[Collected data entries]

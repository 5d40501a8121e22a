use std::convert::Infallible;
use std::fmt::{Display, Formatter};

use rocket::request::FromParam;
use serde::{Deserialize, Serialize};

/// Define an opaque string identifier newtype.
///
/// Identifiers are compared byte-for-byte; the stores never interpret them.
macro_rules! opaque_id {
    ($(#[$meta:meta])* $name:ident) => {
        $(#[$meta])*
        #[derive(Debug, Clone, Hash, PartialEq, Eq, PartialOrd, Ord, Serialize, Deserialize)]
        #[serde(transparent)]
        pub struct $name(String);

        impl $name {
            pub fn new(id: impl Into<String>) -> Self {
                Self(id.into())
            }

            pub fn as_str(&self) -> &str {
                &self.0
            }

            /// Is this identifier empty once surrounding whitespace is removed?
            pub fn is_blank(&self) -> bool {
                self.0.trim().is_empty()
            }
        }

        impl Display for $name {
            fn fmt(&self, f: &mut Formatter<'_>) -> std::fmt::Result {
                f.write_str(&self.0)
            }
        }

        impl From<&str> for $name {
            fn from(id: &str) -> Self {
                Self(id.to_string())
            }
        }

        impl From<String> for $name {
            fn from(id: String) -> Self {
                Self(id)
            }
        }

        impl From<$name> for String {
            fn from(id: $name) -> Self {
                id.0
            }
        }

        impl<'a> FromParam<'a> for $name {
            type Error = Infallible;

            fn from_param(param: &'a str) -> Result<Self, Self::Error> {
                Ok(Self::from(param))
            }
        }
    };
}

opaque_id!(
    /// Primary key of a voter record. Not the public login identifier.
    VoterId
);
opaque_id!(CandidateId);
opaque_id!(BallotId);
opaque_id!(ElectionId);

> **Problem requirements**
Compute the number of lines in the records that contain the string "Deserialize", and return that number alone.

> **Written solution**
2